● ASSIGNED TASK: The answer must consist of each line of the records below that contains the string "output".

Dataset excerpts
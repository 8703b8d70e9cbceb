//! Guarded state transitions shared by both job flavors.
//!
//! Every function mutates the job in place and leaves it untouched when the
//! guard rejects the transition. None of them persists anything: callers pair
//! a transition with a versioned write, which is what actually protects
//! against concurrent modification.

use chrono::Utc;
use uuid::Uuid;

use crate::error::{CoordinatorError, Result};
use crate::scheduler::job::{ExecutionResult, Job, JobState};

/// INITIALIZING/CREATED -> READY_TO_START
pub fn approve<S: JobState>(job: &mut Job<S>) -> Result<()> {
    if job.execution_state != S::initial() {
        return Err(CoordinatorError::invalid_state(
            job.id,
            format!(
                "cannot approve job in state {}, expected {}",
                job.execution_state,
                S::initial()
            ),
        ));
    }
    job.execution_state = S::ready_to_start();
    Ok(())
}

/// READY_TO_START -> STARTED/RUNNING
pub fn claim<S: JobState>(job: &mut Job<S>) -> Result<()> {
    if job.execution_state != S::ready_to_start() {
        return Err(CoordinatorError::invalid_state(
            job.id,
            format!("cannot claim job in state {}", job.execution_state),
        ));
    }
    job.execution_state = S::running();
    job.started_at = Some(Utc::now());
    job.current_execution = None;
    Ok(())
}

/// Any non-terminal state -> terminal failure state.
pub fn mark_failed<S: JobState>(job: &mut Job<S>) -> Result<()> {
    if job.execution_state.is_terminal() {
        return Err(CoordinatorError::invalid_state(
            job.id,
            format!("cannot mark job as failed, already in {}", job.execution_state),
        ));
    }
    job.execution_state = S::ended(ExecutionResult::Failed);
    job.execution_result = ExecutionResult::Failed;
    job.ended_at = Some(Utc::now());
    Ok(())
}

/// STARTED/RUNNING -> terminal state matching `result`.
pub fn mark_done<S: JobState>(job: &mut Job<S>, result: ExecutionResult) -> Result<()> {
    if !result.has_finished() {
        return Err(CoordinatorError::invalid_state(
            job.id,
            "a finished job needs result OK or FAILED",
        ));
    }
    if !job.execution_state.is_running() {
        return Err(CoordinatorError::invalid_state(
            job.id,
            format!("cannot finish job in state {}", job.execution_state),
        ));
    }
    job.execution_state = S::ended(result);
    job.execution_result = result;
    job.ended_at = Some(Utc::now());
    Ok(())
}

/// Guard of [`cancel`] without the transition.
pub fn ensure_cancelable<S: JobState>(job: &Job<S>) -> Result<()> {
    if job.execution_state.is_terminal() {
        return Err(CoordinatorError::invalid_state(
            job.id,
            format!("job already ended ({})", job.execution_state),
        ));
    }
    if job.execution_result.has_finished() {
        return Err(CoordinatorError::invalid_state(
            job.id,
            format!("job already has a result ({})", job.execution_result),
        ));
    }
    Ok(())
}

/// Non-terminal -> CANCEL_REQUESTED.
///
/// Cancellation is recorded as a failed execution; only the state tells the
/// two apart.
pub fn cancel<S: JobState>(job: &mut Job<S>) -> Result<()> {
    ensure_cancelable(job)?;
    job.execution_state = S::cancel_requested();
    job.execution_result = ExecutionResult::Failed;
    job.ended_at = Some(Utc::now());
    Ok(())
}

/// Any state -> STARTED/RUNNING with a fresh start time. Administrative override.
pub fn restart<S: JobState>(job: &mut Job<S>) {
    job.execution_state = S::running();
    job.execution_result = ExecutionResult::None;
    job.started_at = Some(Utc::now());
    job.ended_at = None;
    job.current_execution = None;
}

/// Hand a running job to one execution. Writes of any earlier execution
/// are rejected from then on.
pub fn bind_execution<S: JobState>(job: &mut Job<S>, execution_id: Uuid) -> Result<()> {
    if !job.execution_state.is_running() {
        return Err(CoordinatorError::invalid_state(
            job.id,
            format!("cannot start an execution for job in state {}", job.execution_state),
        ));
    }
    job.current_execution = Some(execution_id);
    Ok(())
}

/// CANCEL_REQUESTED -> final canceled state.
pub fn confirm_canceled<S: JobState>(job: &mut Job<S>) -> Result<()> {
    if job.execution_state != S::cancel_requested() {
        return Err(CoordinatorError::invalid_state(
            job.id,
            format!("no cancel requested, job is in {}", job.execution_state),
        ));
    }
    job.execution_state = S::canceled();
    if job.ended_at.is_none() {
        job.ended_at = Some(Utc::now());
    }
    Ok(())
}

/// Store the execution side's current stream buffers.
pub fn record_streams<S: JobState>(job: &mut Job<S>, output: String, error: String) {
    job.output_stream = output;
    job.error_stream = error;
    job.last_stream_update_at = Some(Utc::now());
}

● ANSWER BOX:
pub fn record_streams<S: JobState>(job: &mut Job<S>, output: String, error: String) {
    job.output_stream = output;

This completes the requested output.